Hall, who finished in the top three of Season 5 of the Bravo reality show, is chef and owner of the D.C. area's Alchemy Caterers.

After the demo, she shared a few food secrets and hinted that we might see her on TV again:


NBCWashington.com: Where did you get the idea for the creamy grits in your recipe?

Chef Carla Hall: I love grits, polenta, oatmeal, all of those cereals and grains. I really don't cook at home for pleasure; my husband cooks at home. I only cook when I am going on a holiday. Last week I was seeing friends in Boston and it seemed like I should be able to make grits from cold water (I was doing shrimp and grits). So the next day I tried the grits with the cold water!

NBC: So who's cooking Thanksgiving dinner at your house?

CH: Well, I’m cooking for my client and hopefully my husband is cooking for me!

NBC: Where do you grocery shop regularly?

CH: I do the farmer’s markets but then I also do Whole Foods.

NBC: Planning any new chef ventures in the Washington area?

CH: If it works out, the Stevens School project with Hickok Architects and Equity Residential. I’m partnering with a developing company that has this student school project. It will be three years before that gets off the ground. So we’ll see how it flies.

NBC: Should we expect to see you on any more shows?

CH: Maybe. You may expect to see me on TV!

NBC: Any fall favorites or recipes you’d like to share?

CH: I love soups! Any apples, pumpkins, sweet potatoes, late harvest corn, chowders, all of those are great ingredients! And I love duck and corn bread, all these little grain things -- love, love, love! [See recipe below.]

NBC: Do you recommend any substitutions for people who are trying to be healthier?

CH: I think for cream, for instance if there’s a cream-based soup and you’re vegan, vegetarian or watching your weight, you can use silken tofu and purée it in there. Also think about using herbs in your desserts. It adds another flavor and you’re not going so sweet, but almost savory with a little bit of sugar or a sugar substitute like agave.


If you couldn’t make it to the demo, then you’re still in luck. Chef Hall left us with the recipe for her delicious grits. Enjoy!
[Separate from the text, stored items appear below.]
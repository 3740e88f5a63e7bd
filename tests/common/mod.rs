//! Common test utilities and helpers
//!
//! This module provides shared functionality used across integration tests:
//! - Binary path resolution (via `get_addonkit_binary`)
//! - Project, archive and fake `CMake` fixtures (via `helpers`)

pub(crate) mod helpers;

// Re-export get_addonkit_binary for convenient access
#[allow(unused_imports)]
pub(crate) use helpers::get_addonkit_binary;
//! ELF header decoding
//!
//! Reads just enough of an executable's ELF header to learn its machine type,
//! word size and processor flags. Only little-endian files are understood;
//! big-endian headers are rejected rather than misread.

use std::fmt;
use std::fs::File;
use std::io::Read;
use std::path::Path;
use thiserror::Error;

/// Never read more than this many bytes from an executable
pub const HEADER_READ_LIMIT: usize = 512;

const ELF_MAGIC: [u8; 4] = [0x7F, b'E', b'L', b'F'];
const IDENT_LEN: usize = 16;
const ELF32_HEADER_LEN: usize = 68;
const ELF64_HEADER_LEN: usize = 120;
const ELF32_FLAGS_OFFSET: usize = 36;
const ELF64_FLAGS_OFFSET: usize = 48;
const MACHINE_OFFSET: usize = 18;

#[derive(Debug, Error)]
pub enum HeaderError {
    #[error("Malformed executable header: {0}")]
    MalformedHeader(&'static str),

    #[error("Unsupported ELF machine type {0}")]
    UnsupportedMachine(u16),

    #[error("Invalid ELF class {0}")]
    InvalidWordSize(u8),

    #[error("Unknown ARM floating-point ABI (flags {0:#x})")]
    UnknownFloatAbi(u32),

    #[error("Failed to read executable header from {path}: {source}")]
    Io {
        path: String,
        #[source]
        source: std::io::Error,
    },
}

/// Word size recorded in `EI_CLASS`
#[derive(Debug, Clone, Copy, PartialEq, Eq)]
pub enum WordSize {
    Bits32,
    Bits64,
}

impl WordSize {
    #[must_use]
    pub const fn bits(self) -> u32 {
        match self {
            Self::Bits32 => 32,
            Self::Bits64 => 64,
        }
    }
}

/// Machine architectures we can classify
#[derive(Debug, Clone, Copy, PartialEq, Eq)]
pub enum Machine {
    Ia32,
    Arm,
    Arm64,
    Amd64,
    Riscv32,
    Riscv64,
}

impl Machine {
    #[must_use]
    pub const fn as_str(self) -> &'static str {
        match self {
            Self::Ia32 => "ia32",
            Self::Arm => "arm",
            Self::Arm64 => "arm64",
            Self::Amd64 => "amd64",
            Self::Riscv32 => "riscv32",
            Self::Riscv64 => "riscv64",
        }
    }
}

impl fmt::Display for Machine {
    fn fmt(&self, f: &mut fmt::Formatter<'_>) -> fmt::Result {
        f.write_str(self.as_str())
    }
}

/// The parts of an ELF header used to classify a host
#[derive(Debug, Clone, Copy, PartialEq, Eq)]
pub struct ExecutableHeader {
    pub word_size: WordSize,
    pub machine: Machine,
    /// Raw `e_flags`
    pub flags: u32,
}

/// Read up to `limit` leading bytes of a file.
///
/// Short files are fine; the decoder reports truncation itself.
pub fn read_file_header(path: &Path, limit: usize) -> Result<Vec<u8>, HeaderError> {
    let wrap = |source| HeaderError::Io {
        path: path.display().to_string(),
        source,
    };

    let file = File::open(path).map_err(wrap)?;
    let mut buf = Vec::with_capacity(limit);
    file.take(limit as u64).read_to_end(&mut buf).map_err(wrap)?;

    Ok(buf)
}

/// Decode the leading bytes of an ELF executable.
///
/// # Examples
///
/// ```
/// use addonkit::elf::{Machine, WordSize, decode_header};
///
/// let mut buf = vec![0u8; 120];
/// buf[..4].copy_from_slice(b"\x7fELF");
/// buf[4] = 2; // 64-bit
/// buf[5] = 1; // little-endian
/// buf[6] = 1; // version
/// buf[18..20].copy_from_slice(&62u16.to_le_bytes());
///
/// let header = decode_header(&buf).unwrap();
/// assert_eq!(header.machine, Machine::Amd64);
/// assert_eq!(header.word_size, WordSize::Bits64);
/// ```
pub fn decode_header(buf: &[u8]) -> Result<ExecutableHeader, HeaderError> {
    let ident = buf
        .get(..IDENT_LEN)
        .ok_or(HeaderError::MalformedHeader("truncated header"))?;

    if ident.get(..4) != Some(&ELF_MAGIC[..]) {
        return Err(HeaderError::MalformedHeader("invalid magic number"));
    }
    if ident.get(6) != Some(&1) {
        return Err(HeaderError::MalformedHeader("invalid ELF version"));
    }
    if ident.get(5) != Some(&1) {
        return Err(HeaderError::MalformedHeader(
            "big-endian architectures are not supported",
        ));
    }

    let class = ident.get(4).copied().unwrap_or(0);

    let machine_raw = read_u16_le(buf, MACHINE_OFFSET)
        .ok_or(HeaderError::MalformedHeader("truncated header"))?;
    let machine = match machine_raw {
        3 => Machine::Ia32,
        40 => Machine::Arm,
        62 => Machine::Amd64,
        183 => Machine::Arm64,
        243 => match class {
            1 => Machine::Riscv32,
            2 => Machine::Riscv64,
            other => return Err(HeaderError::InvalidWordSize(other)),
        },
        other => return Err(HeaderError::UnsupportedMachine(other)),
    };

    let (word_size, len, flags_offset) = match class {
        1 => (WordSize::Bits32, ELF32_HEADER_LEN, ELF32_FLAGS_OFFSET),
        2 => (WordSize::Bits64, ELF64_HEADER_LEN, ELF64_FLAGS_OFFSET),
        other => return Err(HeaderError::InvalidWordSize(other)),
    };

    let header = buf
        .get(..len)
        .ok_or(HeaderError::MalformedHeader("truncated ELF header"))?;
    let flags = read_u32_le(header, flags_offset)
        .ok_or(HeaderError::MalformedHeader("truncated ELF header"))?;

    Ok(ExecutableHeader {
        word_size,
        machine,
        flags,
    })
}

fn read_u16_le(buf: &[u8], offset: usize) -> Option<u16> {
    let bytes = buf.get(offset..offset + 2)?;
    Some(u16::from_le_bytes(bytes.try_into().ok()?))
}

fn read_u32_le(buf: &[u8], offset: usize) -> Option<u32> {
    let bytes = buf.get(offset..offset + 4)?;
    Some(u32::from_le_bytes(bytes.try_into().ok()?))
}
Creamy Grits in Winter Squash Broth with Pumpkin Seeds (Makes 6-8 servings)

Squash Broth:

3 lbs. assorted winter squash
1 leek, roughly chopped
2 yellow onions, chopped
3 carrots, peeled and roughly chopped
2 stalks celery, roughly chopped
2 Serrano peppers, roughly chopped
4 garlic cloves, smashed
1 tablespoon black peppercorns
1 tablespoon dried thyme
1 tablespoon whole coriander
2 bay leaves
1 teaspoon cumin
1 teaspoon ground coriander
Salt and pepper, to taste

Creamy Grits:

2 cups stone-ground grits
3 cups whole milk
3 cups vegetable broth
Salt, to taste
3 tablespoons butter
1 butternut squash, diced finely
1/2 cup Parmesan cheese, finely shredded

1. Prepare the broth: If using carnival or acorn squash cut in quarters, then scoop out the seeds. Put everything in the pot. (If using butternut squash -- peel, halve, then scoop out seeds. Cut the butternut squash into smaller pieces.) Place all the ingredients (including seeds) into a large stock pot and fill with cold water at least 3" over the vegetables. Bring to a rolling boil; then reduce the heat to low. Simmer the stock for at least 1 1/2 hours. Strain. Reserve squash flesh. Combine stock and squash flesh; add cumin and ground coriander. Purée until smooth. Adjust seasoning.

2. Prepare the grits: In a five-quart pot, combine milk and stock. Generously season the mixture with salt. Pour grits into the cold liquid and bring the mixture to a boil, stirring constantly. Immediately reduce heat to a simmer and continue to stir until grits are soft and creamy, at least 20 minutes. If necessary, add more stock to continue cooking grits.

3. While the grits are simmering, sauté the butternut squash in olive oil with fresh thyme. Cook in small batches until all the squash has been cooked. Set aside.

4. Stir sautéed squash and Parmesan cheese into grits. Serve broth in bowls with a spoonful of creamy grits. Top with toasted pumpkin seeds.

Recipe by Carla Hall.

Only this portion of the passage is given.